The wretched refuse of your teeming shore,

Send these, the homeless, tempest-tossed to me,

I lift my lamp beside the golden door!" – Emma Lazarus


Outside of our Declaration of Independence and the Preamble to our Constitution, nothing so defines our nation for the world as those words and the Statue of Liberty on which they reside.


This is our American tradition.


Yet, not long ago, an anti-immigration demonstrator, dressed as the Statue of Liberty, appeared to challenge this tradition of immigrant welcome. Another anti-immigrant demonstrator carried a sign proclaiming, "What would Jesus do? – obey the law." Did he remember that Mary and Joseph fled Herod's minions by taking refuge in their neighbor nation, Egypt? Were they 'legal'?


Yet there are legitimate questions and concerns about our immigration system. We have an estimated 12 million undocumented workers in the United States right now. But it is a tough time to try to do anything. Our resources are stressed, our economy has lost billions of dollars that will never be recovered, and the nation we love seems beset by enemies.


But our immigration system serves no one well: not those of us worried about our jobs and the future of our children, nor those to whom Lady Liberty still beckons, nor the businesses that need labor that complements our own skills.

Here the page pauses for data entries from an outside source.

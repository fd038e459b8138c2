#![doc = "Batch API client: implements the core `BatchUploader` trait over HTTP with reqwest."]
//
//! # Batch Client
//!
//! [`BatchClient`] speaks the two-step batch protocol:
//!
//! 1. `PUT {API_ENDPOINT}/v2/batches/{uuid}` with basic auth (client key / API token) and a
//!    JSON body `{checksum, size}`; a 2xx answer carries `ref` and `location.href`.
//! 2. `PUT {location.href}` with the gzip bytes as the raw body and the
//!    `x-amz-server-side-encryption` and `Content-Md5` headers.
//!
//! The body of step 2 is handed to reqwest as an owned byte buffer and sent untouched, so
//! `Content-Md5` always describes the bytes on the wire.
//!
//! Missing endpoint or credentials surface as presign failures without any request being sent.

use async_trait::async_trait;
use reqwest::header::ACCEPT;
use reqwest::Client;

use cdp_batch_core::payload::CompressedPayload;
use cdp_batch_core::uploader::{
    BatchError, BatchHandle, BatchUploader, PayloadInfo, PresignedLocation, UploadReceipt,
};

pub const SSE_HEADER: &str = "x-amz-server-side-encryption";
pub const CONTENT_MD5_HEADER: &str = "Content-Md5";

/// Endpoint and credentials for the batch API. Any of them may be missing.
#[derive(Debug, Clone, Default, PartialEq, Eq)]
pub struct ApiSettings {
    pub endpoint: Option<String>,
    pub client_key: Option<String>,
    pub api_token: Option<String>,
}

pub struct BatchClient {
    http: Client,
    settings: ApiSettings,
}

impl BatchClient {
    pub fn new(settings: ApiSettings) -> Result<Self, reqwest::Error> {
        let http = Client::builder().build()?;
        tracing::info!(
            endpoint = settings.endpoint.as_deref().unwrap_or(""),
            client_key_set = settings.client_key.is_some(),
            api_token_set = settings.api_token.is_some(),
            "Initialized BatchClient"
        );
        Ok(BatchClient { http, settings })
    }

    fn presign_target(&self, handle: &BatchHandle) -> Result<(String, &str, &str), BatchError> {
        let endpoint = self.settings.endpoint.as_deref().ok_or_else(|| {
            tracing::error!("API_ENDPOINT missing; cannot presign");
            BatchError::presign("API_ENDPOINT is not set")
        })?;
        let client_key = self.settings.client_key.as_deref().ok_or_else(|| {
            tracing::error!("CLIENT_KEY missing; cannot presign");
            BatchError::presign("CLIENT_KEY is not set")
        })?;
        let api_token = self.settings.api_token.as_deref().ok_or_else(|| {
            tracing::error!("API_TOKEN missing; cannot presign");
            BatchError::presign("API_TOKEN is not set")
        })?;
        Ok((handle.presign_url(endpoint), client_key, api_token))
    }
}

#[async_trait]
impl BatchUploader for BatchClient {
    async fn presign(
        &self,
        handle: &BatchHandle,
        info: &PayloadInfo,
    ) -> Result<PresignedLocation, BatchError> {
        let (url, client_key, api_token) = self.presign_target(handle)?;
        tracing::info!(url = %url, uuid = %handle, "Sending presign request");

        let response = self
            .http
            .put(&url)
            .basic_auth(client_key, Some(api_token))
            .header(ACCEPT, "application/json")
            .json(info)
            .send()
            .await
            .map_err(|e| {
                tracing::error!(error = ?e, url = %url, "Presign request could not be sent");
                BatchError::presign(e.to_string())
            })?;

        let status = response.status();
        let headers: Vec<(String, String)> = response
            .headers()
            .iter()
            .map(|(name, value)| {
                (
                    name.to_string(),
                    value.to_str().unwrap_or("<non-ascii>").to_string(),
                )
            })
            .collect();
        let body = response.text().await.map_err(|e| BatchError::Presign {
            message: format!("failed to read presign response body: {e}"),
            status: Some(status.as_u16()),
            body: None,
            headers: headers.clone(),
        })?;

        if !status.is_success() {
            return Err(BatchError::Presign {
                message: format!("presign returned HTTP {status}"),
                status: Some(status.as_u16()),
                body: Some(body),
                headers,
            });
        }

        match serde_json::from_str::<PresignedLocation>(&body) {
            Ok(location) => {
                tracing::debug!(body = %body, "Batch presigned info");
                Ok(location)
            }
            Err(e) => Err(BatchError::Presign {
                message: format!("presign response is missing ref or location.href: {e}"),
                status: Some(status.as_u16()),
                body: Some(body),
                headers,
            }),
        }
    }

    async fn upload(
        &self,
        location: &PresignedLocation,
        payload: &CompressedPayload,
    ) -> Result<UploadReceipt, BatchError> {
        let url = location.upload_url();
        tracing::info!(
            url = %url,
            bytes = payload.bytes().len(),
            "Uploading batch file"
        );

        let response = self
            .http
            .put(url)
            .header(ACCEPT, "application/json")
            .header(SSE_HEADER, "AES256")
            .header(CONTENT_MD5_HEADER, payload.content_md5())
            .body(payload.bytes().to_vec())
            .send()
            .await
            .map_err(|e| {
                tracing::error!(error = ?e, url = %url, "Upload request could not be sent");
                BatchError::upload(e.to_string())
            })?;

        let status = response.status().as_u16();
        let body = match response.text().await {
            Ok(body) => body,
            Err(e) => {
                tracing::warn!(error = ?e, url = %url, status, "Failed to read upload response body");
                String::new()
            }
        };
        Ok(UploadReceipt { status, body })
    }
}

The legal entry possibilities are almost non-existent:

"Unlike previous periods in our history, there is virtually no process for unskilled immigrants without family relations in the U.S. to apply for permanent legal residence," the chart by Reason Foundation and the National Foundation for American Policy states (http://reason.org/news/show/1003252.html).

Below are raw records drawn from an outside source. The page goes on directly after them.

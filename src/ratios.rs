// 💹 Financial Ratios - profitability per income statement year
//
// ROA and ROE use the average of this year's and last year's balance when
// last year's balance sheet exists, otherwise this year's balance alone.

use crate::error::{EngineError, Result};
use crate::model::{find_year, BalanceSheetRow, IncomeStatementRow, Year};
use crate::policy::ratio_or_fill;
use serde::{Deserialize, Serialize};

#[derive(Debug, Clone, PartialEq, Serialize, Deserialize)]
pub struct RatioRow {
    pub year: Year,

    /// Net income / revenue
    pub return_on_sales: f64,

    /// Net income / average total assets
    pub return_on_assets: f64,

    /// Net income / average equity
    pub return_on_equity: f64,

    /// Net income / (shareholder capital + paid-in capital)
    pub return_on_investment: f64,

    /// EBIT / revenue
    pub gross_margin: f64,
}

/// Mean of the two balances, or the current one when there is no prior year
pub fn average_balance(current: f64, prior: Option<f64>) -> f64 {
    match prior {
        Some(prior) => (current + prior) / 2.0,
        None => current,
    }
}

impl RatioRow {
    pub fn compute(
        income: &IncomeStatementRow,
        balance: &BalanceSheetRow,
        prior_balance: Option<&BalanceSheetRow>,
    ) -> Self {
        let net_income = income.net_income;

        let avg_assets = average_balance(balance.total_assets, prior_balance.map(|b| b.total_assets));
        let avg_equity = average_balance(balance.equity, prior_balance.map(|b| b.equity));
        let invested_capital = balance.shareholder_capital + balance.paid_in_capital;

        RatioRow {
            year: income.year,
            return_on_sales: ratio_or_fill(net_income, income.revenue),
            return_on_assets: ratio_or_fill(net_income, avg_assets),
            return_on_equity: ratio_or_fill(net_income, avg_equity),
            return_on_investment: ratio_or_fill(net_income, invested_capital),
            gross_margin: ratio_or_fill(income.ebit, income.revenue),
        }
    }
}

/// One ratio row per income statement year
///
/// Every income statement year needs a balance sheet row for the same year;
/// the first one missing fails the whole computation.
pub fn financial_ratios(
    income_statement: &[IncomeStatementRow],
    balance_sheet: &[BalanceSheetRow],
) -> Result<Vec<RatioRow>> {
    income_statement
        .iter()
        .map(|income| {
            let balance = find_year(balance_sheet, income.year)
                .ok_or(EngineError::MissingBalanceSheetYear { year: income.year })?;
            let prior = find_year(balance_sheet, income.year - 1);

            Ok(RatioRow::compute(income, balance, prior))
        })
        .collect()
}

// ============================================================================
// TESTS
// ============================================================================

Essentially, for the kind of working people who built our nation, many of our forebears (do you know your immigrant story?), the door is closed. But like the Irish fleeing famine or the Swedes fleeing households with too little land to support their families, or anyone fleeing war and torture, they come, summoned by the glow of Liberty's lamp.



The current immigration system is broken and confusing. It allows unethical employers to take advantage of hard working, undocumented immigrants - underpaying them, following unfair labor practices - which in turn, undercuts legal workers. Clearly we need to be fair to American citizens, who shouldn't have their wages and jobs undercut by cheap labor, and we need to be fair to businesses that play by the rules and pay their workers a decent salary with decent benefits.
We cannot afford allowing this system to remain broken. It is damaging both our economy and our national spirit. We all would do a lot better to allow those who work hard to become taxpayers, so they pay their fair share. The result would be billions of new tax dollars. The Congressional Budget Office estimates $66 billion new income and payroll taxes if we had dealt with this in 2006.

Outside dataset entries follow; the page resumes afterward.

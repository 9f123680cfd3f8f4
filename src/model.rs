// 📒 Financial Records - typed schema for the seven source tables
//
// Field names are our own. Backend column names appear only in the
// deserialize renames below (CSV import, JSON payloads) and in the column
// lists of the `db::Table` impls. Serialized output uses our names.

use serde::{Deserialize, Deserializer, Serialize};

/// Fiscal year index. Balance sheet starts at 0, income statement at 1.
pub type Year = i64;

/// NULL (JSON) or an empty cell (CSV) reads as the type's zero value
fn null_as_default<'de, D, T>(deserializer: D) -> Result<T, D::Error>
where
    D: Deserializer<'de>,
    T: Deserialize<'de> + Default,
{
    Ok(Option::<T>::deserialize(deserializer)?.unwrap_or_default())
}

// ============================================================================
// BALANCE SHEET (bangcandoiketoan)
// ============================================================================

#[derive(Debug, Clone, Default, PartialEq, Serialize, Deserialize)]
pub struct BalanceSheetRow {
    #[serde(rename(deserialize = "nam"))]
    pub year: Year,

    // ------------------------------------------------------------------------
    // Assets
    // ------------------------------------------------------------------------
    #[serde(rename(deserialize = "ts_nganhan"), default, deserialize_with = "null_as_default")]
    pub current_assets: f64,

    #[serde(rename(deserialize = "tienmat"), default, deserialize_with = "null_as_default")]
    pub cash: f64,

    #[serde(rename(deserialize = "hangtonkho"), default, deserialize_with = "null_as_default")]
    pub inventory: f64,

    #[serde(rename(deserialize = "khoanphaithu_cdkt"), default, deserialize_with = "null_as_default")]
    pub receivables: f64,

    #[serde(rename(deserialize = "ts_daihan"), default, deserialize_with = "null_as_default")]
    pub long_term_assets: f64,

    /// Editable on the base year row
    #[serde(rename(deserialize = "ts_vohinh"), default, deserialize_with = "null_as_default")]
    pub intangible_assets: f64,

    /// Tangible fixed assets at net book value
    #[serde(rename(deserialize = "ts_huuhinh_giatriconlai"), default, deserialize_with = "null_as_default")]
    pub tangible_assets_net: f64,

    #[serde(rename(deserialize = "tongtaisan"), default, deserialize_with = "null_as_default")]
    pub total_assets: f64,

    // ------------------------------------------------------------------------
    // Equity & liabilities
    // ------------------------------------------------------------------------
    #[serde(rename(deserialize = "voncsh"), default, deserialize_with = "null_as_default")]
    pub equity: f64,

    /// Editable on the base year row
    #[serde(rename(deserialize = "codonggopvon"), default, deserialize_with = "null_as_default")]
    pub shareholder_capital: f64,

    /// Editable on the base year row
    #[serde(rename(deserialize = "vongopcsh"), default, deserialize_with = "null_as_default")]
    pub paid_in_capital: f64,

    #[serde(rename(deserialize = "loinhuansauthue_cdkt"), default, deserialize_with = "null_as_default")]
    pub retained_earnings: f64,

    #[serde(rename(deserialize = "nophaitra"), default, deserialize_with = "null_as_default")]
    pub liabilities: f64,

    #[serde(rename(deserialize = "khoanvayphaitra"), default, deserialize_with = "null_as_default")]
    pub loans_payable: f64,

    #[serde(rename(deserialize = "tongnguonvon"), default, deserialize_with = "null_as_default")]
    pub total_liabilities_and_equity: f64,
}

// ============================================================================
// INCOME STATEMENT (baocaokqhdkd)
// ============================================================================

#[derive(Debug, Clone, Default, PartialEq, Serialize, Deserialize)]
pub struct IncomeStatementRow {
    #[serde(rename(deserialize = "nam"))]
    pub year: Year,

    #[serde(rename(deserialize = "soluong"), default, deserialize_with = "null_as_default")]
    pub units: f64,

    #[serde(rename(deserialize = "giaban"), default, deserialize_with = "null_as_default")]
    pub unit_price: f64,

    #[serde(rename(deserialize = "doanhthu"), default, deserialize_with = "null_as_default")]
    pub revenue: f64,

    #[serde(rename(deserialize = "nvl"), default, deserialize_with = "null_as_default")]
    pub materials: f64,

    #[serde(rename(deserialize = "chiphikhauhao"), default, deserialize_with = "null_as_default")]
    pub depreciation_expense: f64,

    #[serde(rename(deserialize = "chiphiluong"), default, deserialize_with = "null_as_default")]
    pub payroll: f64,

    #[serde(rename(deserialize = "tongchiphi_giavon"), default, deserialize_with = "null_as_default")]
    pub total_cost: f64,

    /// Operating profit, before interest and tax
    #[serde(rename(deserialize = "loinhuangop_ebit"), default, deserialize_with = "null_as_default")]
    pub ebit: f64,

    #[serde(rename(deserialize = "chiphilaivay"), default, deserialize_with = "null_as_default")]
    pub interest_expense: f64,

    #[serde(rename(deserialize = "loinhuantruocthue_ebt"), default, deserialize_with = "null_as_default")]
    pub ebt: f64,

    #[serde(rename(deserialize = "thuetndn"), default, deserialize_with = "null_as_default")]
    pub income_tax: f64,

    #[serde(rename(deserialize = "loinhuansauthue"), default, deserialize_with = "null_as_default")]
    pub net_income: f64,
}

// ============================================================================
// CASH FLOW (baocaoluuchuyentiente)
// ============================================================================

#[derive(Debug, Clone, Default, PartialEq, Serialize, Deserialize)]
pub struct CashFlowRow {
    #[serde(rename(deserialize = "nam"))]
    pub year: Year,

    #[serde(rename(deserialize = "loinhuansauthue"), default, deserialize_with = "null_as_default")]
    pub net_income: f64,

    #[serde(rename(deserialize = "khauhao"), default, deserialize_with = "null_as_default")]
    pub depreciation: f64,

    #[serde(rename(deserialize = "khoanphaithu"), default, deserialize_with = "null_as_default")]
    pub receivables_change: f64,

    #[serde(rename(deserialize = "nvldutru"), default, deserialize_with = "null_as_default")]
    pub materials_reserve: f64,

    #[serde(rename(deserialize = "khoanphaitra_lc"), default, deserialize_with = "null_as_default")]
    pub payables_change: f64,

    #[serde(rename(deserialize = "net_cfo"), default, deserialize_with = "null_as_default")]
    pub net_cfo: f64,

    #[serde(rename(deserialize = "cfi_capex"), default, deserialize_with = "null_as_default")]
    pub capex: f64,

    #[serde(rename(deserialize = "net_cfi"), default, deserialize_with = "null_as_default")]
    pub net_cfi: f64,

    #[serde(rename(deserialize = "vay"), default, deserialize_with = "null_as_default")]
    pub borrowing: f64,

    #[serde(rename(deserialize = "gopvon"), default, deserialize_with = "null_as_default")]
    pub equity_contribution: f64,

    #[serde(rename(deserialize = "net_cff"), default, deserialize_with = "null_as_default")]
    pub net_cff: f64,

    #[serde(rename(deserialize = "tienmatthaydoitrongky"), default, deserialize_with = "null_as_default")]
    pub net_cash_change: f64,

    #[serde(rename(deserialize = "tienmatdauky"), default, deserialize_with = "null_as_default")]
    pub opening_cash: f64,

    #[serde(rename(deserialize = "tienmatcuoiky"), default, deserialize_with = "null_as_default")]
    pub closing_cash: f64,

    #[serde(rename(deserialize = "fcf"), default, deserialize_with = "null_as_default")]
    pub free_cash_flow: f64,
}

// ============================================================================
// DEPRECIATION SCHEDULE (bangkhauhao) - one row per asset, keyed by id
// ============================================================================

#[derive(Debug, Clone, Default, PartialEq, Serialize, Deserialize)]
pub struct DepreciationAsset {
    pub id: i64,

    #[serde(rename(deserialize = "tenmay"))]
    pub asset_name: String,

    #[serde(rename(deserialize = "nguyengia"), default, deserialize_with = "null_as_default")]
    pub cost: f64,

    #[serde(rename(deserialize = "sonamsudung"), default, deserialize_with = "null_as_default")]
    pub useful_life_years: i64,

    #[serde(rename(deserialize = "nambatdau"), default, deserialize_with = "null_as_default")]
    pub start_year: Year,
}

// ============================================================================
// LOAN SCHEDULE (bangvay)
// ============================================================================

#[derive(Debug, Clone, Default, PartialEq, Serialize, Deserialize)]
pub struct LoanYearRecord {
    #[serde(rename(deserialize = "nam"))]
    pub year: Year,

    #[serde(rename(deserialize = "tienmatcuoiky"), default, deserialize_with = "null_as_default")]
    pub ending_cash: f64,

    #[serde(rename(deserialize = "nhucauchitieu"), default, deserialize_with = "null_as_default")]
    pub funding_need: f64,

    #[serde(rename(deserialize = "khoanvay"), default, deserialize_with = "null_as_default")]
    pub loan_amount: f64,

    /// Fraction, not percent
    #[serde(rename(deserialize = "laisuat"), default, deserialize_with = "null_as_default")]
    pub interest_rate: f64,

    #[serde(rename(deserialize = "laivay"), default, deserialize_with = "null_as_default")]
    pub interest_expense: f64,

    #[serde(rename(deserialize = "du"), default, deserialize_with = "null_as_default")]
    pub balance: f64,
}

// ============================================================================
// WACC (wacc)
// ============================================================================

#[derive(Debug, Clone, Default, PartialEq, Serialize, Deserialize)]
pub struct WaccRow {
    #[serde(rename(deserialize = "nam"))]
    pub year: Year,

    #[serde(rename(deserialize = "re"), default, deserialize_with = "null_as_default")]
    pub cost_of_equity: f64,

    #[serde(rename(deserialize = "rd"), default, deserialize_with = "null_as_default")]
    pub cost_of_debt: f64,

    #[serde(rename(deserialize = "tc"), default, deserialize_with = "null_as_default")]
    pub tax_rate: f64,

    #[serde(rename(deserialize = "e"), default, deserialize_with = "null_as_default")]
    pub equity_value: f64,

    #[serde(rename(deserialize = "d"), default, deserialize_with = "null_as_default")]
    pub debt_value: f64,

    #[serde(rename(deserialize = "v"), default, deserialize_with = "null_as_default")]
    pub total_value: f64,

    #[serde(rename(deserialize = "wacc_value"), default, deserialize_with = "null_as_default")]
    pub wacc: f64,
}

// ============================================================================
// STORE COUNT (socuahang)
// ============================================================================

#[derive(Debug, Clone, Default, PartialEq, Serialize, Deserialize)]
pub struct StoreCountRow {
    #[serde(rename(deserialize = "nam"))]
    pub year: Year,

    #[serde(rename(deserialize = "soluong"), default, deserialize_with = "null_as_default")]
    pub stores: i64,
}

// ============================================================================
// YEAR-INDEXED ACCESS
// ============================================================================

/// Records that carry a fiscal year key
pub trait YearIndexed {
    fn year(&self) -> Year;
}

macro_rules! year_indexed {
    ($($ty:ty),* $(,)?) => {
        $(impl YearIndexed for $ty {
            fn year(&self) -> Year {
                self.year
            }
        })*
    };
}

year_indexed!(
    BalanceSheetRow,
    IncomeStatementRow,
    CashFlowRow,
    LoanYearRecord,
    WaccRow,
    StoreCountRow,
);

/// Find the row for an exact year
pub fn find_year<T: YearIndexed>(rows: &[T], year: Year) -> Option<&T> {
    rows.iter().find(|row| row.year() == year)
}

// ============================================================================
// EDITABLE INPUTS (year-0 overrides)
// ============================================================================

/// The three base-year values a user may overwrite
#[derive(Debug, Clone, Copy, PartialEq, Serialize, Deserialize)]
pub struct EditableInputs {
    pub intangible_assets: f64,
    pub shareholder_capital: f64,
    pub paid_in_capital: f64,
}

impl Default for EditableInputs {
    fn default() -> Self {
        EditableInputs {
            intangible_assets: 1000.0,
            shareholder_capital: 500.0,
            paid_in_capital: 1000.0,
        }
    }
}

impl EditableInputs {
    /// Read the current inputs off a base-year row
    pub fn from_base_row(row: &BalanceSheetRow) -> Self {
        EditableInputs {
            intangible_assets: row.intangible_assets,
            shareholder_capital: row.shareholder_capital,
            paid_in_capital: row.paid_in_capital,
        }
    }

    /// Set one field from free-text form input, by field name
    ///
    /// Returns false for an unknown field name.
    pub fn set_field(&mut self, name: &str, raw: &str) -> bool {
        let value = parse_input(raw);
        match name {
            "intangible_assets" => self.intangible_assets = value,
            "shareholder_capital" => self.shareholder_capital = value,
            "paid_in_capital" => self.paid_in_capital = value,
            _ => return false,
        }
        true
    }
}

/// Parse a form value; anything unparseable becomes 0
pub fn parse_input(raw: &str) -> f64 {
    match raw.trim().parse::<f64>() {
        Ok(v) if v.is_finite() => v,
        _ => 0.0,
    }
}

#[cfg(test)]
mod tests {
    use super::*;

    #[test]
    fn test_backend_column_names_deserialize() {
        let json = serde_json::json!({
            "nam": 0,
            "tienmat": 500.0,
            "tongtaisan": 1000.0,
            "ts_vohinh": 1000.0,
            "codonggopvon": 500.0,
        });

        let row: BalanceSheetRow = serde_json::from_value(json).unwrap();

        assert_eq!(row.year, 0);
        assert_eq!(row.cash, 500.0);
        assert_eq!(row.total_assets, 1000.0);
        assert_eq!(row.shareholder_capital, 500.0);
        // Missing columns default to zero
        assert_eq!(row.inventory, 0.0);
    }

    #[test]
    fn test_null_columns_read_as_zero() {
        let json = serde_json::json!({
            "nam": 3,
            "doanhthu": null,
            "loinhuansauthue": 150.0,
        });

        let row: IncomeStatementRow = serde_json::from_value(json).unwrap();

        assert_eq!(row.year, 3);
        assert_eq!(row.revenue, 0.0);
        assert_eq!(row.net_income, 150.0);
    }

    #[test]
    fn test_find_year() {
        let rows = vec![
            StoreCountRow { year: 1, stores: 3 },
            StoreCountRow { year: 2, stores: 5 },
        ];

        assert_eq!(find_year(&rows, 2).map(|r| r.stores), Some(5));
        assert!(find_year(&rows, 7).is_none());
    }

    #[test]
    fn test_parse_input_falls_back_to_zero() {
        assert_eq!(parse_input("1250.5"), 1250.5);
        assert_eq!(parse_input(" 42 "), 42.0);
        assert_eq!(parse_input("abc"), 0.0);
        assert_eq!(parse_input(""), 0.0);
        assert_eq!(parse_input("NaN"), 0.0);
    }

    #[test]
    fn test_set_field() {
        let mut inputs = EditableInputs::default();

        assert!(inputs.set_field("paid_in_capital", "2000"));
        assert!(inputs.set_field("intangible_assets", "oops"));
        assert!(!inputs.set_field("unknown", "1"));

        assert_eq!(inputs.paid_in_capital, 2000.0);
        assert_eq!(inputs.intangible_assets, 0.0);
        assert_eq!(inputs.shareholder_capital, 500.0);
    }
}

There are perhaps 350,000 people in immigration detention right now, most of whom are likely to be deported. The Department of Homeland Security's goal of deporting all those and more, is a hugely wasteful effort that will cost billions. And a Perryman Group study showed that mass deportation would shock local economies resulting in $1.8 trillion in annual lost spending.


On March 21, thousands of people will be in Washington DC, carrying one message: fix the system. While not everyone agrees on what is needed, there is broad agreement that the system needs to be changed. Two-thirds of Americans support a path to citizenship for the 12 million illegal immigrants now here and working in the US.


Faith communities all over the map are calling for reform: the United Methodist Church, the Evangelical Lutheran Church of America, the Roman Catholic Church, the Presbyterian Church USA, Evangelicals, state councils of churches around the country - they have all adopted some version of what the National Council of Churches declared:

"As Christians we believe we are called to advocate for policies and mindsets that do not foster hate and perpetuate fear and discrimination. That is why we strongly urge Congress and the President to pass comprehensive immigration reform that upholds the dignity of all people and reflects the principles for which our nation was founded."


So they will gather in DC and walk the halls of Congress, and as people of faith, as people concerned for their children and grandchildren, and as people committed to preserving the values and traditions of America, they will cry with one voice, fix our immigration system!